That the LRH Exhibition which has been in the US, Africa, Europe and India
has been visited by 10s of thousands of people and that this tour has
created more than 600,000 orders for LRH books. DM told us that the demand
of the tech in cyberspace was absolutely the highest ever and resulted in
338 new official web sites in the past year alone with over 120 million
hits. This figure is larger that the total hits in the past 4 years.
"DM stated, 'A reflection of how deeply we have reached into society is
the respect we now command from courts and governments in the world over.

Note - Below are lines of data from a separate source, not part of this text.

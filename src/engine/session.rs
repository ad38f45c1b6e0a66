//! One acquisition run and the request that triggered it.

use chrono::{DateTime, Utc};
use serde::{Deserialize, Serialize};
use tokio_util::sync::CancellationToken;
use uuid::Uuid;

use crate::types::{PipelineError, Sport, Stage, StatFilter};

/// The triggering (sport, prop type, stat filter) tuple.
#[derive(Debug, Clone, PartialEq, Eq, Hash, Serialize, Deserialize)]
pub struct RunRequest {
    pub sport: Sport,
    pub prop_type: String,
    #[serde(default)]
    pub stat_filter: StatFilter,
}

impl RunRequest {
    pub fn new(sport: impl Into<Sport>, prop_type: impl Into<String>, stat_filter: StatFilter) -> Self {
        Self {
            sport: sport.into(),
            prop_type: prop_type.into(),
            stat_filter,
        }
    }
}

/// State of a single orchestration run.
///
/// Owned by the orchestrator for the duration of the run. Once its token
/// is cancelled the session is stale and must not publish anything.
#[derive(Debug)]
pub struct FetchSession {
    id: Uuid,
    request: RunRequest,
    token: CancellationToken,
    started_at: DateTime<Utc>,
    pub(crate) attempt: u32,
    pub(crate) stage: Stage,
    pub(crate) progress: u8,
    pub(crate) message: Option<String>,
}

impl FetchSession {
    pub(crate) fn new(request: RunRequest) -> Self {
        Self {
            id: Uuid::new_v4(),
            request,
            token: CancellationToken::new(),
            started_at: Utc::now(),
            attempt: 0,
            stage: Stage::Idle,
            progress: 0,
            message: None,
        }
    }

    /// Count `attempts` as already spent, leaving at least one of `max`.
    pub(crate) fn with_attempts_spent(mut self, attempts: u32, max: u32) -> Self {
        self.attempt = attempts.min(max.max(1) - 1);
        self
    }

    pub fn id(&self) -> Uuid {
        self.id
    }

    pub fn request(&self) -> &RunRequest {
        &self.request
    }

    pub fn sport(&self) -> &Sport {
        &self.request.sport
    }

    pub fn token(&self) -> &CancellationToken {
        &self.token
    }

    pub fn is_cancelled(&self) -> bool {
        self.token.is_cancelled()
    }

    pub fn cancel(&self) {
        self.token.cancel();
    }

    pub(crate) fn ensure_live(&self) -> Result<(), PipelineError> {
        if self.is_cancelled() {
            Err(PipelineError::Superseded)
        } else {
            Ok(())
        }
    }

    pub fn attempt(&self) -> u32 {
        self.attempt
    }

    pub fn stage(&self) -> Stage {
        self.stage
    }

    pub fn progress(&self) -> u8 {
        self.progress
    }

    pub fn message(&self) -> Option<&str> {
        self.message.as_deref()
    }

    pub fn started_at(&self) -> DateTime<Utc> {
        self.started_at
    }
}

In the legal arena, we saw no less that 65 major victories, including the
wipeout of one of the most suppressive attacks in our history.
Meanwhile, official recognition of our true nature was likewise
unparalleled - four new religious recognitions in just the last quarter;
seven in a single year, another all-time high!'
"DM told us that the C of S brought Dianetics to half the people of
Guyana. DM also reported that the British Navy has had a complete
turnaround in viewpoint in regard to the C of S. DM reported a very
impressive story about a professor at the Texas Lutheran University, who
discovered that the poor freshman there were being taught this insidious
subject of Liberal Arts. This professor convinced the University
Administration to get rid of this Liberal Arts class and replace 'how
brains learn in different ways' with study tech. DM reported that this
was such a successful action at the Texas Lutheran Univ. that it created a
statewide phenom. And now more than 3,000 Texas teachers are bringing the
study tech to over 30,000 students.
"Heber Jentzsch briefed us on ABLE which is bringing LRH's solutions to
millions planet wide. Heber started out with his usual dreck about how
awful it all is. In over 70 countries, homicide is up 45%, drugs, crimes
blood brother per the emoting Heber costs economic woes in the US to the
tune of 100 billion dollars a year. 73.5 trillion is spent WW for
education yet 1.1 billion can not read. Heber reported that the Narconon
program in Utah's juvenile court system is producing unprecedented results
and that it is now the referral program of choice in Utah and is entirely
state funded. Criminon is now delivering the tech to 1508 prisons in 23
countries. Highest ever. Narconon has added 22 drug ed programs and rehab
centers in the past year alone for a grand total of 91. This has doubled
it delivery of drug ed to over 226,000 people. Applied Scholastics has 185
education centers and brought the study tech to 362,000. The Way to
Happiness was published in a bunch more languages for a total of 35
languages in 84 countries with more that 56 million copies given out WW.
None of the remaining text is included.